Every line of the data that includes "domain" should be copied out.

Top of Supplied material

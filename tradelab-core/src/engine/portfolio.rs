//! Cash, open position, and closed-trade bookkeeping.
//!
//! At most one position is open at a time. Entries and signal exits fill
//! at the bar close (plus slippage); protective exits fill at their
//! threshold price unless the bar opened beyond it, in which case the
//! fill is the open (gap fill).

use chrono::NaiveDate;

use crate::domain::{Bar, ExitReason, Position, TradeDirection, TradeRecord};

use super::execution::{ExecutionParams, SameBarTieBreak};

#[derive(Debug)]
pub struct Portfolio {
    cash: f64,
    position: Option<Position>,
    trades: Vec<TradeRecord>,
}

impl Portfolio {
    pub fn new(starting_capital: f64) -> Self {
        Self {
            cash: starting_capital,
            position: None,
            trades: Vec::new(),
        }
    }

    pub fn position(&self) -> Option<&Position> {
        self.position.as_ref()
    }

    pub fn trades(&self) -> &[TradeRecord] {
        &self.trades
    }

    pub fn into_trades(self) -> Vec<TradeRecord> {
        self.trades
    }

    /// Account equity with any open position marked at `mark_price`.
    pub fn equity(&self, mark_price: f64) -> f64 {
        match &self.position {
            None => self.cash,
            Some(pos) => match pos.side {
                TradeDirection::Long => self.cash + pos.size * mark_price,
                TradeDirection::Short => self.cash - pos.size * mark_price,
            },
        }
    }

    /// Open a position at the bar close. Returns false when sizing rounds
    /// to zero and the entry is skipped.
    pub fn try_enter(
        &mut self,
        bar_index: usize,
        date: NaiveDate,
        close: f64,
        side: TradeDirection,
        exec: &ExecutionParams,
    ) -> bool {
        debug_assert!(self.position.is_none(), "entry with a position open");
        let fill = exec.entry_fill(close, side);
        let size = exec.sizing.size_for(self.cash, fill);
        if size <= 0.0 {
            return false;
        }

        match side {
            TradeDirection::Long => {
                self.cash -= fill * size + exec.commission_per_trade;
            }
            TradeDirection::Short => {
                self.cash += fill * size - exec.commission_per_trade;
            }
        }
        self.position = Some(Position {
            side,
            entry_bar: bar_index,
            entry_date: date,
            entry_price: fill,
            size,
        });
        true
    }

    /// Close the open position against `reference_price`.
    ///
    /// Slippage is skipped for the forced close on the final bar, which
    /// is a mark-out rather than a market order.
    pub fn exit(
        &mut self,
        bar_index: usize,
        date: NaiveDate,
        reference_price: f64,
        reason: ExitReason,
        exec: &ExecutionParams,
        with_slippage: bool,
    ) {
        let pos = match self.position.take() {
            Some(pos) => pos,
            None => return,
        };
        let fill = if with_slippage {
            exec.exit_fill(reference_price, pos.side)
        } else {
            reference_price
        };

        match pos.side {
            TradeDirection::Long => {
                self.cash += fill * pos.size - exec.commission_per_trade;
            }
            TradeDirection::Short => {
                self.cash -= fill * pos.size + exec.commission_per_trade;
            }
        }

        let pnl = (fill - pos.entry_price) * pos.size * pos.side.sign()
            - 2.0 * exec.commission_per_trade;
        let notional = pos.entry_price * pos.size;
        let pnl_pct = if notional > 0.0 {
            pnl / notional * 100.0
        } else {
            0.0
        };

        self.trades.push(TradeRecord {
            side: pos.side,
            entry_bar: pos.entry_bar,
            entry_date: pos.entry_date,
            entry_price: pos.entry_price,
            exit_bar: bar_index,
            exit_date: date,
            exit_price: fill,
            size: pos.size,
            pnl,
            pnl_pct,
            exit_reason: reason,
        });
    }

    /// Check the bar's range against the position's stop-loss and
    /// take-profit thresholds, closing the position if either was touched.
    ///
    /// Entries fill at the close of their bar, so the entry bar's own
    /// range is never checked. Returns true when an exit fired.
    pub fn check_protective_exits(
        &mut self,
        bar_index: usize,
        bar: &Bar,
        exec: &ExecutionParams,
    ) -> bool {
        let pos = match &self.position {
            Some(pos) if bar_index > pos.entry_bar => pos,
            _ => return false,
        };
        let side = pos.side;
        let stop = exec.stop_price(pos.entry_price, side);
        let target = exec.take_profit_price(pos.entry_price, side);

        let (stop_hit, stop_ref, target_hit, target_ref) = match side {
            TradeDirection::Long => (
                bar.low <= stop,
                if bar.open <= stop { bar.open } else { stop },
                bar.high >= target,
                if bar.open >= target { bar.open } else { target },
            ),
            TradeDirection::Short => (
                bar.high >= stop,
                if bar.open >= stop { bar.open } else { stop },
                bar.low <= target,
                if bar.open <= target { bar.open } else { target },
            ),
        };

        let resolved = match (stop_hit, target_hit) {
            (false, false) => return false,
            (true, false) => (stop_ref, ExitReason::StopLoss),
            (false, true) => (target_ref, ExitReason::TakeProfit),
            (true, true) => match exec.tie_break {
                SameBarTieBreak::StopLossFirst => (stop_ref, ExitReason::StopLoss),
                SameBarTieBreak::TakeProfitFirst => (target_ref, ExitReason::TakeProfit),
            },
        };

        self.exit(bar_index, bar.date, resolved.0, resolved.1, exec, true);
        true
    }
}

#[cfg(test)]
mod tests {
    use super::*;
    use crate::domain::{DirectionMode, PositionSizing};

    fn exec() -> ExecutionParams {
        ExecutionParams {
            stop_loss_pct: 2.0,
            take_profit_pct: 4.0,
            direction: DirectionMode::Both,
            sizing: PositionSizing::Fixed { lots: 10.0 },
            slippage_pct: 0.0,
            commission_per_trade: 1.0,
            starting_capital: 10_000.0,
            tie_break: SameBarTieBreak::StopLossFirst,
        }
    }

    fn date(day: u32) -> NaiveDate {
        NaiveDate::from_ymd_opt(2024, 1, day).unwrap()
    }

    fn bar(day: u32, open: f64, high: f64, low: f64, close: f64) -> Bar {
        Bar {
            date: date(day),
            open,
            high,
            low,
            close,
            volume: 1000,
        }
    }

    #[test]
    fn long_round_trip_accounting() {
        let exec = exec();
        let mut portfolio = Portfolio::new(10_000.0);
        assert!(portfolio.try_enter(0, date(2), 100.0, TradeDirection::Long, &exec));
        // cash = 10_000 - 1_000 - 1 = 8_999, marked flat at entry
        assert!((portfolio.equity(100.0) - 9_999.0).abs() < 1e-9);

        portfolio.exit(3, date(5), 110.0, ExitReason::Signal, &exec, true);
        let trades = portfolio.trades();
        assert_eq!(trades.len(), 1);
        // (110 - 100) * 10 - 2 commissions
        assert!((trades[0].pnl - 98.0).abs() < 1e-9);
        assert!((portfolio.equity(0.0) - 10_098.0).abs() < 1e-9);
    }

    #[test]
    fn short_round_trip_accounting() {
        let exec = exec();
        let mut portfolio = Portfolio::new(10_000.0);
        assert!(portfolio.try_enter(0, date(2), 100.0, TradeDirection::Short, &exec));
        portfolio.exit(2, date(4), 90.0, ExitReason::Signal, &exec, true);
        let trade = &portfolio.trades()[0];
        // (100 - 90) * 10 - 2
        assert!((trade.pnl - 98.0).abs() < 1e-9);
        assert!((portfolio.equity(0.0) - 10_098.0).abs() < 1e-9);
    }

    #[test]
    fn trade_pnl_matches_cash_delta() {
        let mut exec = exec();
        exec.slippage_pct = 0.5;
        let mut portfolio = Portfolio::new(10_000.0);
        portfolio.try_enter(0, date(2), 100.0, TradeDirection::Long, &exec);
        portfolio.exit(4, date(8), 107.0, ExitReason::Signal, &exec, true);
        let trade = &portfolio.trades()[0];
        assert!((portfolio.equity(0.0) - (10_000.0 + trade.pnl)).abs() < 1e-9);
    }

    #[test]
    fn zero_size_entry_is_skipped() {
        let mut exec = exec();
        exec.sizing = PositionSizing::PercentOfEquity { fraction: 0.001 };
        let mut portfolio = Portfolio::new(1_000.0);
        assert!(!portfolio.try_enter(0, date(2), 100.0, TradeDirection::Long, &exec));
        assert!(portfolio.position().is_none());
        assert!((portfolio.equity(0.0) - 1_000.0).abs() < 1e-12);
    }

    #[test]
    fn stop_loss_fires_at_threshold() {
        let exec = exec();
        let mut portfolio = Portfolio::new(10_000.0);
        portfolio.try_enter(0, date(2), 100.0, TradeDirection::Long, &exec);
        // Stop at 98; bar dips to 97 after opening above the stop.
        let exited = portfolio.check_protective_exits(1, &bar(3, 99.0, 100.0, 97.0, 99.5), &exec);
        assert!(exited);
        let trade = &portfolio.trades()[0];
        assert_eq!(trade.exit_reason, ExitReason::StopLoss);
        assert!((trade.exit_price - 98.0).abs() < 1e-9);
    }

    #[test]
    fn gap_through_stop_fills_at_open() {
        let exec = exec();
        let mut portfolio = Portfolio::new(10_000.0);
        portfolio.try_enter(0, date(2), 100.0, TradeDirection::Long, &exec);
        // Opens at 95, well below the 98 stop.
        portfolio.check_protective_exits(1, &bar(3, 95.0, 96.0, 94.0, 95.5), &exec);
        let trade = &portfolio.trades()[0];
        assert_eq!(trade.exit_reason, ExitReason::StopLoss);
        assert!((trade.exit_price - 95.0).abs() < 1e-9);
    }

    #[test]
    fn take_profit_fires_for_short() {
        let exec = exec();
        let mut portfolio = Portfolio::new(10_000.0);
        portfolio.try_enter(0, date(2), 100.0, TradeDirection::Short, &exec);
        // Short target at 96; bar trades down to 95.
        portfolio.check_protective_exits(1, &bar(3, 98.0, 99.0, 95.0, 97.0), &exec);
        let trade = &portfolio.trades()[0];
        assert_eq!(trade.exit_reason, ExitReason::TakeProfit);
        assert!((trade.exit_price - 96.0).abs() < 1e-9);
    }

    #[test]
    fn entry_bar_range_is_not_checked() {
        let exec = exec();
        let mut portfolio = Portfolio::new(10_000.0);
        portfolio.try_enter(1, date(3), 100.0, TradeDirection::Long, &exec);
        let exited = portfolio.check_protective_exits(1, &bar(3, 100.0, 120.0, 80.0, 100.0), &exec);
        assert!(!exited);
        assert!(portfolio.position().is_some());
    }

    #[test]
    fn same_bar_collision_respects_tie_break() {
        let wide = bar(3, 100.0, 105.0, 97.0, 101.0); // touches both 98 and 104
        for (tie, reason) in [
            (SameBarTieBreak::StopLossFirst, ExitReason::StopLoss),
            (SameBarTieBreak::TakeProfitFirst, ExitReason::TakeProfit),
        ] {
            let mut exec = exec();
            exec.tie_break = tie;
            let mut portfolio = Portfolio::new(10_000.0);
            portfolio.try_enter(0, date(2), 100.0, TradeDirection::Long, &exec);
            portfolio.check_protective_exits(1, &wide, &exec);
            assert_eq!(portfolio.trades()[0].exit_reason, reason);
        }
    }
}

Bottom of Supplied material

_Solution to this problem_
use crate::domain::{Bar, ExitReason, Position, TradeDirection, TradeRecord};
    use crate::domain::{DirectionMode, PositionSizing};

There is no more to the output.